Thread: Random Event 1135

  1. #1
    D1Artagnan Guest

    Random Event 1135

    I'm looking for an advice how to troubleshoot Event 1135.

    Scenario:
    2x nodes Windows 2008 Sp1 x64 Failover Cluster (Node and File Share Majority)
    Exchange 2007 Sp1 CCR
    Cluster nodes and witness are on a VMware 3.5, connected to FC SAN
    Additional software: McAfee Group Shield 7 Sp1 for Exchange, SCOM2007
    client, SMS 2003 Advanced client and ARC Server Backup Agent for Exchange ver
    12.1

    Problem description:
    Event 1135: Cluster node 'STLAKLMB01' was removed from the active failover
    cluster membership....

    This event is logged on both Active and Passive cluster nodes. In addition
    the Passive node reports
    Event 1069: Cluster resource 'File Share Witness (\\STLAKLXCH03\Quorum)' in
    clustered service or application 'Cluster Group' failed
    and
    Event 1564: File share witness resource 'File Share Witness
    (\\STLAKLXCH03\Quorum)' failed to arbitrate for the file share
    '\\STLAKLXCH03\Quorum'. Please ensure that file share '\\STLAKLXCH03\Quorum'
    exists and is accessible by the cluster.
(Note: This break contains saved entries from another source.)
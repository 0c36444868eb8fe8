//! Repo-local lint enforcing the backend's hexagonal boundaries.
//!
//! The backend keeps its layers as top-level modules under `backend/src`:
//! `domain` (model, ports and services), `inbound` (HTTP adapter) and
//! `outbound` (persistence, in-memory store, password hashing, tokens). This
//! crate parses every file in those trees with `syn` and reports:
//!
//! - `domain` code reaching for an adapter module or for a framework or
//!   infrastructure crate (Actix, Diesel, Argon2, jsonwebtoken)
//! - `inbound` code importing `outbound` or an infrastructure crate
//! - `outbound` code importing `inbound` or Actix
//!
//! Run it with `cargo run -p architecture-lint` from anywhere in the
//! workspace.

use std::collections::BTreeSet;
use std::fmt;
use std::fs;
use std::io;
use std::path::{Path, PathBuf};

use syn::visit::Visit;

/// Name the backend library is imported under from its own binaries and tests.
const BACKEND_CRATE: &str = "bloom_backend";

const FRAMEWORK_CRATES: &[&str] = &["actix", "actix_http", "actix_web", "awc"];
const STORAGE_CRATES: &[&str] = &["diesel", "diesel_async", "diesel_migrations", "bb8"];
const SECURITY_CRATES: &[&str] = &["argon2", "jsonwebtoken"];

/// A single boundary violation.
#[derive(Debug, Clone, PartialEq, Eq)]
pub struct Violation {
    /// File path relative to `backend/src`.
    pub file: PathBuf,
    pub message: String,
}

impl fmt::Display for Violation {
    fn fmt(&self, f: &mut fmt::Formatter<'_>) -> fmt::Result {
        write!(f, "{}: {}", self.file.display(), self.message)
    }
}

/// Failure modes returned by the lint.
#[derive(Debug, thiserror::Error)]
pub enum ArchitectureLintError {
    #[error("I/O error while linting architecture: {0}")]
    Io(#[from] io::Error),
    #[error("failed to parse {}: {message}", file.display())]
    Parse { file: PathBuf, message: String },
    #[error("architecture boundary violations:\n{}", render_violations(.0))]
    Violations(Vec<Violation>),
}

fn render_violations(violations: &[Violation]) -> String {
    violations
        .iter()
        .map(|violation| format!("- {violation}"))
        .collect::<Vec<_>>()
        .join("\n")
}

/// A Rust source file to be linted.
#[derive(Debug, Clone, PartialEq, Eq)]
pub struct LintSource {
    /// Path relative to `backend/src`.
    pub file: PathBuf,
    pub contents: String,
}

/// Layer a file belongs to, taken from its first path component.
#[derive(Debug, Clone, Copy, PartialEq, Eq)]
enum Layer {
    Domain,
    Inbound,
    Outbound,
}

impl Layer {
    const ALL: [Self; 3] = [Self::Domain, Self::Inbound, Self::Outbound];

    const fn dir(self) -> &'static str {
        match self {
            Self::Domain => "domain",
            Self::Inbound => "inbound",
            Self::Outbound => "outbound",
        }
    }

    fn of(relative_path: &Path) -> Option<Self> {
        let first = relative_path.components().next()?.as_os_str().to_str()?;
        Self::ALL.into_iter().find(|layer| layer.dir() == first)
    }

    fn forbidden_layers(self) -> &'static [Self] {
        match self {
            Self::Domain => &[Self::Inbound, Self::Outbound],
            Self::Inbound => &[Self::Outbound],
            Self::Outbound => &[Self::Inbound],
        }
    }

    fn forbidden_crates(self) -> Vec<&'static str> {
        match self {
            Self::Domain => [FRAMEWORK_CRATES, STORAGE_CRATES, SECURITY_CRATES].concat(),
            Self::Inbound => [STORAGE_CRATES, SECURITY_CRATES].concat(),
            Self::Outbound => FRAMEWORK_CRATES.to_vec(),
        }
    }
}

/// Lint the backend crate sources on disk.
///
/// `backend_dir` is the `backend/` directory at the workspace root.
pub fn lint_backend_sources(backend_dir: &Path) -> Result<(), ArchitectureLintError> {
    let src_dir = backend_dir.join("src");
    let mut sources = Vec::new();
    for layer in Layer::ALL {
        let dir = src_dir.join(layer.dir());
        if dir.is_dir() {
            collect_sources(&src_dir, &dir, &mut sources)?;
        }
    }
    lint_sources(&sources)
}

/// Lint in-memory sources.
pub fn lint_sources(sources: &[LintSource]) -> Result<(), ArchitectureLintError> {
    let mut violations = Vec::new();
    for source in sources {
        let layer = Layer::of(&source.file).ok_or_else(|| ArchitectureLintError::Parse {
            file: source.file.clone(),
            message: "file is outside the domain, inbound and outbound trees".to_owned(),
        })?;
        let parsed =
            syn::parse_file(&source.contents).map_err(|err| ArchitectureLintError::Parse {
                file: source.file.clone(),
                message: err.to_string(),
            })?;
        violations.extend(check_file(&source.file, layer, &parsed));
    }

    if violations.is_empty() {
        Ok(())
    } else {
        Err(ArchitectureLintError::Violations(violations))
    }
}

fn check_file(file: &Path, layer: Layer, parsed: &syn::File) -> Vec<Violation> {
    let forbidden_crates = layer.forbidden_crates();
    let mut collector = PathCollector::default();
    collector.visit_file(parsed);

    let mut messages = BTreeSet::new();
    for segments in &collector.paths {
        if let Some(target) = referenced_layer(segments)
            .filter(|target| layer.forbidden_layers().contains(target))
        {
            messages.insert(format!(
                "{} module must not depend on crate::{}",
                layer.dir(),
                target.dir()
            ));
        }
        if let Some(root) = external_root(segments).filter(|root| forbidden_crates.contains(root))
        {
            messages.insert(format!(
                "{} module must not depend on external crate `{root}`",
                layer.dir()
            ));
        }
    }

    messages
        .into_iter()
        .map(|message| Violation {
            file: file.to_path_buf(),
            message,
        })
        .collect()
}

fn is_relative(segment: &str) -> bool {
    matches!(segment, "crate" | "self" | "super")
}

/// The backend layer a path points into, if any.
fn referenced_layer(segments: &[String]) -> Option<Layer> {
    let first = segments.first()?;
    let module = if is_relative(first) {
        segments.iter().find(|segment| !is_relative(segment))?
    } else if first == BACKEND_CRATE {
        segments.get(1)?
    } else {
        first
    };
    Layer::ALL
        .into_iter()
        .find(|layer| layer.dir() == module.as_str())
}

fn external_root(segments: &[String]) -> Option<&str> {
    let root = segments.first()?.as_str();
    (!is_relative(root) && root != BACKEND_CRATE).then_some(root)
}

#[derive(Default)]
struct PathCollector {
    paths: BTreeSet<Vec<String>>,
}

impl PathCollector {
    fn walk_use(&mut self, tree: &syn::UseTree, prefix: &mut Vec<String>) {
        match tree {
            syn::UseTree::Path(path) => {
                prefix.push(path.ident.to_string());
                self.walk_use(&path.tree, prefix);
                prefix.pop();
            }
            syn::UseTree::Name(syn::UseName { ident })
            | syn::UseTree::Rename(syn::UseRename { ident, .. }) => {
                self.insert_with(prefix, ident.to_string());
            }
            syn::UseTree::Glob(_) => self.insert_with(prefix, "*".to_owned()),
            syn::UseTree::Group(group) => {
                for item in &group.items {
                    self.walk_use(item, prefix);
                }
            }
        }
    }

    fn insert_with(&mut self, prefix: &[String], last: String) {
        let mut segments = prefix.to_vec();
        segments.push(last);
        self.paths.insert(segments);
    }
}

impl<'ast> Visit<'ast> for PathCollector {
    fn visit_path(&mut self, node: &'ast syn::Path) {
        let segments: Vec<String> = node
            .segments
            .iter()
            .map(|segment| segment.ident.to_string())
            .collect();
        if !segments.is_empty() {
            self.paths.insert(segments);
        }
        syn::visit::visit_path(self, node);
    }

    fn visit_item_use(&mut self, node: &'ast syn::ItemUse) {
        self.walk_use(&node.tree, &mut Vec::new());
    }
}

fn collect_sources(
    src_root: &Path,
    dir: &Path,
    sources: &mut Vec<LintSource>,
) -> Result<(), ArchitectureLintError> {
    for entry in fs::read_dir(dir)? {
        let path = entry?.path();
        if path.is_dir() {
            collect_sources(src_root, &path, sources)?;
        } else if path.extension().is_some_and(|ext| ext == "rs") {
            let file = path
                .strip_prefix(src_root)
                .map_err(|err| ArchitectureLintError::Parse {
                    file: path.clone(),
                    message: err.to_string(),
                })?
                .to_path_buf();
            let contents = fs::read_to_string(&path)?;
            sources.push(LintSource { file, contents });
        }
    }
    Ok(())
}

#[cfg(test)]
mod tests;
    This happened 2 times in the last one week (11:30 PM and 1:06 AM). Downtime
    in both cases was about 2 minutes after which the Passive node reconnected
    and the cluster recovered. The impact was that 4 out of the 6 (2 out of 6 in
    the first case) Exchange 2007 storage groups failed to recover the
    replication after the failure and my only option was to re-seed them in the
    morning.

    The stange thing here is that there aren't any events that may suggest
    network failure. Furthermore the failed (passive) node keeps reporting that
    both networks Public and Heartbeat are up. No other servers or infrastructure
    components have registered any network otages at the time of the events.

    Q1: How do I troubleshoot this failure - are there any additional logs or
    tools I could use to capture more information?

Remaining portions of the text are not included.